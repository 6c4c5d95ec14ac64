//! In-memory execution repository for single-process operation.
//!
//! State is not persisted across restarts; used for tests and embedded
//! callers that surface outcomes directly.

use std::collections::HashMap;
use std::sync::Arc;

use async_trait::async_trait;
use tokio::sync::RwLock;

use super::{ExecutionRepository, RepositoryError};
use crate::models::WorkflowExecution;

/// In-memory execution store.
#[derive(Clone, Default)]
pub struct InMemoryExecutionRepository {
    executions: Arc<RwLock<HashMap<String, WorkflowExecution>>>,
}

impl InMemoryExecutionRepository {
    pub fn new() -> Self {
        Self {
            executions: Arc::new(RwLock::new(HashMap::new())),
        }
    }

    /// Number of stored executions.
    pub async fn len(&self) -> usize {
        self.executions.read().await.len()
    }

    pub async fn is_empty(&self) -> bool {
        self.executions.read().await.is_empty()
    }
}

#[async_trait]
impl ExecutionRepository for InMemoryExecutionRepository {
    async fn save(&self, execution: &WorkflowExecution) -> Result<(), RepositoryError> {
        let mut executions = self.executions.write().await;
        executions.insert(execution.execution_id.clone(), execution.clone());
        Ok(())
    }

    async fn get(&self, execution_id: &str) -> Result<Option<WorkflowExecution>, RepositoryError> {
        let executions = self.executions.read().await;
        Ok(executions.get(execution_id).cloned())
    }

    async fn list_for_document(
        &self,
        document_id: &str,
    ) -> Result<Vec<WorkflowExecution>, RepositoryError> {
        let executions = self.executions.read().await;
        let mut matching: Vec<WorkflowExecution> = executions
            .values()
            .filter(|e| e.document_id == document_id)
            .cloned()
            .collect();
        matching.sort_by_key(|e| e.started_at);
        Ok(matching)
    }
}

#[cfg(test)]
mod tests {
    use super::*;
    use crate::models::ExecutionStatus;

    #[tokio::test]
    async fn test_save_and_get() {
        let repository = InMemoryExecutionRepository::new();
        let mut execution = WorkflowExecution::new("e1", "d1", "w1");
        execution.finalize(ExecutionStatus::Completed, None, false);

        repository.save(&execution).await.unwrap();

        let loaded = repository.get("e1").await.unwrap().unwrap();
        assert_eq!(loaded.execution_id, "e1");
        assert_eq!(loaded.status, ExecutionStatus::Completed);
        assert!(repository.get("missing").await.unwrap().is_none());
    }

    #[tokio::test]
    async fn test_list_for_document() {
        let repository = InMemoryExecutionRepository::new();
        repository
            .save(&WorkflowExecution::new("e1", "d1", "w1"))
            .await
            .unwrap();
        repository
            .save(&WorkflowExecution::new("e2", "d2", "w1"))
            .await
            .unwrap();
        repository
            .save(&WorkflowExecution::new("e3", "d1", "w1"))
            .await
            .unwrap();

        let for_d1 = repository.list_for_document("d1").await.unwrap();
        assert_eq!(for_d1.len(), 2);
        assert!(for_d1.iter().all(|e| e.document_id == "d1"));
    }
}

******************************

* [Your task]:
Scan the material above for "HashMap". Copy every line where it appears.

* [Task solution]:
use std::collections::HashMap;
    executions: Arc<RwLock<HashMap<String, WorkflowExecution>>>,
            executions: Arc::new(RwLock::new(HashMap::new())),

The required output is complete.